In Re Ireland

366 B.R. 27, 2007 Bankr. LEXIS 996, 2007 WL 973933
CourtUnited States Bankruptcy Court, W.D. Arkansas
DecidedApril 2, 2007
Docket6:06-bk-70571M
StatusPublished
Cited by14 cases

This text of 366 B.R. 27 (In Re Ireland) is published on Counsel Stack Legal Research, covering United States Bankruptcy Court, W.D. Arkansas primary law. Counsel Stack provides free access to over 12 million legal documents including statutes, case law, regulations, and constitutions.

Bluebook
In Re Ireland, 366 B.R. 27, 2007 Bankr. LEXIS 996, 2007 WL 973933 (Ark. 2007).

Opinion

ORDER

JAMES G. MIXON, Bankruptcy Judge.

This case is before the Court upon the Chapter 13 Trustee’s objection to confirmation of a postconfirmation modified plan proposed by Ernest and Rose Ireland (“Debtors”). At issue is whether the Debtors, who have suffered a substantial reduction in income since the filing of their bankruptcy petition, are prohibited by the provisions of the Bankruptcy Abuse Prevention and Consumer Protection Act of 2005 (“BAPCPA”) from modifying their Chapter 13 plan to reduce payments to unsecured creditors.

On April 4, 2006, the Debtors filed a voluntary petition for relief and proposed a repayment plan under the provisions of Chapter 13 of the United States Bankruptcy Code. The Debtors filed amended plans on June 6, 2006, and June 26, 2006, each of which drew objections, and neither plan was confirmed. Neither the Trustee nor any party in interest objected to the third amended plan filed August 18, 2006, and it was confirmed by order entered September 13, 2006. The Debtors proposed a fourth amended plan on September 20, 2006 (“Fourth Modified Plan”). On September 28, 2006, the Chapter 13 Trustee objected to confirmation of the Fourth Modified Plan and amended the objection on October 10, 2006.

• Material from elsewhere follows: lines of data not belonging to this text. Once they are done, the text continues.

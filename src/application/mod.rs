pub mod agent;
pub mod bridge;
pub mod stream;
use crate::application::stream::extract_bytes;
use crate::types::ChatMessage;
use async_trait::async_trait;
use futures::{Stream, StreamExt};
use reqwest::{Client, StatusCode};
use serde::{Deserialize, Serialize};
use serde_json::Value;
use std::collections::VecDeque;
use std::pin::Pin;
use std::time::Duration;
use thiserror::Error;
use tracing::{info, warn};

#[derive(Debug, Clone)]
pub struct ModelRequest {
    pub model: String,
    pub messages: Vec<ChatMessage>,
    pub tools: Vec<ToolDeclaration>,
}

/// A tool advertised to the model, straight from the discovered schema.
#[derive(Debug, Clone)]
pub struct ToolDeclaration {
    pub name: String,
    pub description: String,
    pub parameters: Value,
}

/// One streamed unit from the model: a piece of text, zero or more tool
/// requests, and the end-of-message marker.
#[derive(Debug, Clone, Default)]
pub struct ModelDelta {
    pub content: Option<String>,
    pub tool_calls: Vec<ToolCallRequest>,
    pub done: bool,
}

#[derive(Debug, Clone)]
pub struct ToolCallRequest {
    pub name: String,
    pub arguments: Value,
}

#[derive(Debug, Error)]
pub enum ModelError {
    #[error("network error: {0}")]
    Network(#[from] reqwest::Error),
    #[error("model provider returned invalid response: {0}")]
    InvalidResponse(String),
}

impl ModelError {
    pub fn user_message(&self) -> String {
        match self {
            ModelError::Network(err) => {
                if err.is_connect() {
                    "Cannot reach the model service. Check that the provider is running and reachable."
                        .to_string()
                } else if err.is_timeout() {
                    "The model service took too long to answer. Try again shortly.".to_string()
                } else if let Some(status) = err.status() {
                    match status {
                        StatusCode::NOT_FOUND => {
                            "Model endpoint not found (404). Check that the provider serves /api/chat."
                                .to_string()
                        }
                        StatusCode::SERVICE_UNAVAILABLE | StatusCode::BAD_GATEWAY => {
                            "The model service is currently unavailable. Try again later."
                                .to_string()
                        }
                        _ => format!(
                            "The model request failed with status {}. Try again later.",
                            status.as_u16()
                        ),
                    }
                } else {
                    "A network error occurred while contacting the model service.".to_string()
                }
            }
            ModelError::InvalidResponse(_) => {
                "The model service returned a response that could not be processed.".to_string()
            }
        }
    }
}

pub type DeltaStream = Pin<Box<dyn Stream<Item = Result<ModelDelta, ModelError>> + Send>>;

/// A chat model that streams its answer and may request tool calls.
#[async_trait]
pub trait StreamingModel: Send + Sync {
    async fn stream_chat(&self, request: ModelRequest) -> Result<DeltaStream, ModelError>;
}

/// Ollama-compatible provider speaking newline-delimited JSON over
/// `/api/chat` with `stream: true`.
#[derive(Clone)]
pub struct OllamaClient {
    http: Client,
    base_url: String,
}

impl OllamaClient {
    pub fn new(base_url: impl Into<String>) -> Self {
        Self::with_client(base_url, Client::new())
    }

    pub fn with_client(base_url: impl Into<String>, client: Client) -> Self {
        Self {
            http: client,
            base_url: base_url.into(),
        }
    }

    pub fn with_request_timeout(base_url: impl Into<String>, timeout: Duration) -> Self {
        let client = Client::builder()
            .timeout(timeout)
            .build()
            .unwrap_or_default();
        Self::with_client(base_url, client)
    }

    fn endpoint(&self, path: &str) -> String {
        let trimmed = self.base_url.trim_end_matches('/');
        let path = path.trim_start_matches('/');
        format!("{trimmed}/{path}")
    }
}

#[async_trait]
impl StreamingModel for OllamaClient {
    async fn stream_chat(&self, request: ModelRequest) -> Result<DeltaStream, ModelError> {
        let url = self.endpoint("/api/chat");
        let payload = OllamaChatRequest::from(&request);
        info!(
            model = request.model.as_str(),
            url = %url,
            messages = request.messages.len(),
            tools = request.tools.len(),
            "Opening streaming chat with model provider"
        );

        let response = self
            .http
            .post(url)
            .json(&payload)
            .send()
            .await?
            .error_for_status()?;

        let bytes = response
            .bytes_stream()
            .map(|chunk| chunk.map(|bytes| bytes.to_vec()));
        let state = LineDecoder {
            inner: Box::pin(bytes),
            buffer: String::new(),
            queue: VecDeque::new(),
            finished: false,
        };

        let stream = futures::stream::unfold(state, |mut state| async move {
            loop {
                if let Some(line) = state.queue.pop_front() {
                    match parse_stream_line(&line) {
                        Some(delta) => return Some((Ok(delta), state)),
                        None => continue,
                    }
                }
                if state.finished {
                    return None;
                }
                match state.inner.next().await {
                    Some(Ok(bytes)) => {
                        state.buffer.push_str(&extract_bytes(&bytes));
                        while let Some(at) = state.buffer.find('\n') {
                            let line = state.buffer[..at].trim().to_string();
                            state.buffer.drain(..=at);
                            if !line.is_empty() {
                                state.queue.push_back(line);
                            }
                        }
                    }
                    Some(Err(source)) => {
                        state.finished = true;
                        return Some((Err(ModelError::Network(source)), state));
                    }
                    None => {
                        state.finished = true;
                        let rest = state.buffer.trim().to_string();
                        state.buffer.clear();
                        if !rest.is_empty() {
                            state.queue.push_back(rest);
                        }
                        if state.queue.is_empty() {
                            return None;
                        }
                    }
                }
            }
        });

        Ok(Box::pin(stream))
    }
}

struct LineDecoder {
    inner: Pin<Box<dyn Stream<Item = Result<Vec<u8>, reqwest::Error>> + Send>>,
    buffer: String,
    queue: VecDeque<String>,
    finished: bool,
}

/// One NDJSON line to one delta. Malformed lines are logged and skipped so
/// a single garbled chunk cannot kill the whole answer.
fn parse_stream_line(line: &str) -> Option<ModelDelta> {
    let chunk: OllamaStreamChunk = match serde_json::from_str(line) {
        Ok(chunk) => chunk,
        Err(source) => {
            warn!(line, %source, "Skipping malformed stream line from model provider");
            return None;
        }
    };

    let mut delta = ModelDelta {
        done: chunk.done.unwrap_or(false),
        ..ModelDelta::default()
    };
    if let Some(message) = chunk.message {
        if let Some(content) = message.content {
            if !content.is_empty() {
                delta.content = Some(content);
            }
        }
        for call in message.tool_calls.unwrap_or_default() {
            delta.tool_calls.push(ToolCallRequest {
                name: call.function.name,
                arguments: call.function.arguments,
            });
        }
    }
    Some(delta)
}

#[derive(Debug, Serialize)]
struct OllamaChatRequest {
    model: String,
    messages: Vec<OllamaChatMessage>,
    stream: bool,
    #[serde(skip_serializing_if = "Vec::is_empty")]
    tools: Vec<OllamaToolDeclaration>,
}

impl From<&ModelRequest> for OllamaChatRequest {
    fn from(value: &ModelRequest) -> Self {
        Self {
            model: value.model.clone(),
            messages: value
                .messages
                .iter()
                .map(|msg| OllamaChatMessage {
                    role: msg.role.as_str().to_string(),
                    content: Some(msg.content.clone()),
                    tool_calls: None,
                })
                .collect(),
            stream: true,
            tools: value
                .tools
                .iter()
                .map(|tool| OllamaToolDeclaration {
                    kind: "function".to_string(),
                    function: OllamaFunctionDeclaration {
                        name: tool.name.clone(),
                        description: tool.description.clone(),
                        parameters: tool.parameters.clone(),
                    },
                })
                .collect(),
        }
    }
}

#[derive(Debug, Serialize)]
struct OllamaToolDeclaration {
    #[serde(rename = "type")]
    kind: String,
    function: OllamaFunctionDeclaration,
}

#[derive(Debug, Serialize)]
struct OllamaFunctionDeclaration {
    name: String,
    description: String,
    parameters: Value,
}

#[derive(Debug, Serialize, Deserialize)]
struct OllamaChatMessage {
    role: String,
    #[serde(default)]
    content: Option<String>,
    #[serde(default, skip_serializing_if = "Option::is_none")]
    tool_calls: Option<Vec<OllamaToolCall>>,
}

#[derive(Debug, Serialize, Deserialize)]
struct OllamaToolCall {
    function: OllamaFunctionCall,
}

#[derive(Debug, Serialize, Deserialize)]
struct OllamaFunctionCall {
    name: String,
    #[serde(default)]
    arguments: Value,
}

#[derive(Debug, Deserialize)]
struct OllamaStreamChunk {
    #[serde(default)]
    message: Option<OllamaChatMessage>,
    #[serde(default)]
    done: Option<bool>,
}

A hearing on the Trustee’s amended objection was held in Hot Springs, Arkansas, on December 7, 2007, and the parties agreed to submit the matter upon written stipulated facts, exhibits, and briefs. The matter was taken under advisement pending receipt and review of the stipulations and briefs.

This is a core proceeding pursuant to 28 U.S.C. § 157(b)(2)(L), and the Court has jurisdiction to enter a final judgment in the case.

FACTS

In addition to the procedural facts recited above, the following facts are relevant to a determination of the issue before the Court. Filed April 4, 2006 with the bankruptcy petition, the Debtors’ original Schedule I reflects a combined net monthly income of $4559.88 after deductions for taxes, insurance, and social security. Schedule I states that Mr. Ireland is employed as a truck driver for Pat Salmon and Sons, Incorporated and that Mrs. Ireland is a cashier at MeClard’s Restaurant in Hot Springs National Park, Arkansas.

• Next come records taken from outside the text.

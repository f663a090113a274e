use std::net::SocketAddr;

use clap::{Parser, ValueEnum};

#[derive(Parser, Debug)]
#[command(
    name = "heron",
    version,
    about = "Bridge MCP tool servers to a streaming chat agent"
)]
pub struct Cli {
    /// Base URL of the model provider.
    #[arg(long)]
    pub model_url: Option<String>,
    /// Path to the bridge configuration file.
    #[arg(long)]
    pub config: Option<String>,
    /// System prompt override.
    #[arg(long)]
    pub system: Option<String>,
    /// Read the prompt from a file instead of the arguments.
    #[arg(long)]
    pub prompt_file: Option<String>,
    #[arg(long, value_enum, default_value_t = RunMode::Cli)]
    pub mode: RunMode,
    #[arg(long, default_value = "127.0.0.1:8000")]
    pub rest_addr: SocketAddr,
    #[arg()]
    pub prompt: Vec<String>,
}

#[derive(Debug, Clone, Copy, ValueEnum)]
pub enum RunMode {
    /// Answer one prompt and exit.
    Cli,
    /// Interactive terminal chat.
    Chat,
    /// Serve the REST API.
    Rest,
    /// Print the discovered tools and exit.
    Tools,
}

On Form B22C, also filed April 4, 2006, the Debtors reported a combined annual gross income of $66,499.04, which is above the median income of $38,438.00 for a family of two in Arkansas. Therefore, the Debtors were required by the provisions of section 1325(b)(3) of the Bankruptcy Code to compute disposable monthly income by using the means test provided for in section 707(b)(2) of Title 11. 1

*29 The Debtors made all Form B22C calculations to arrive at the sum of $1014.96 designated as monthly disposable income to be paid to unsecured creditors. The plan confirmed on September 13, 2006, provided for a plan payment of $1640.00 for 60 months, a sum that would pay the claims of unsecured creditors in full. The scheduled general unsecured creditors’ claims total $32,039.00, and the scheduled unsecured priority claims total $2114.00. The plan also proposed to pay the secured claims of CenterOne, Chase Auto Financial, and Ashley Furniture Company, as well as attorney’s fees and administrative costs.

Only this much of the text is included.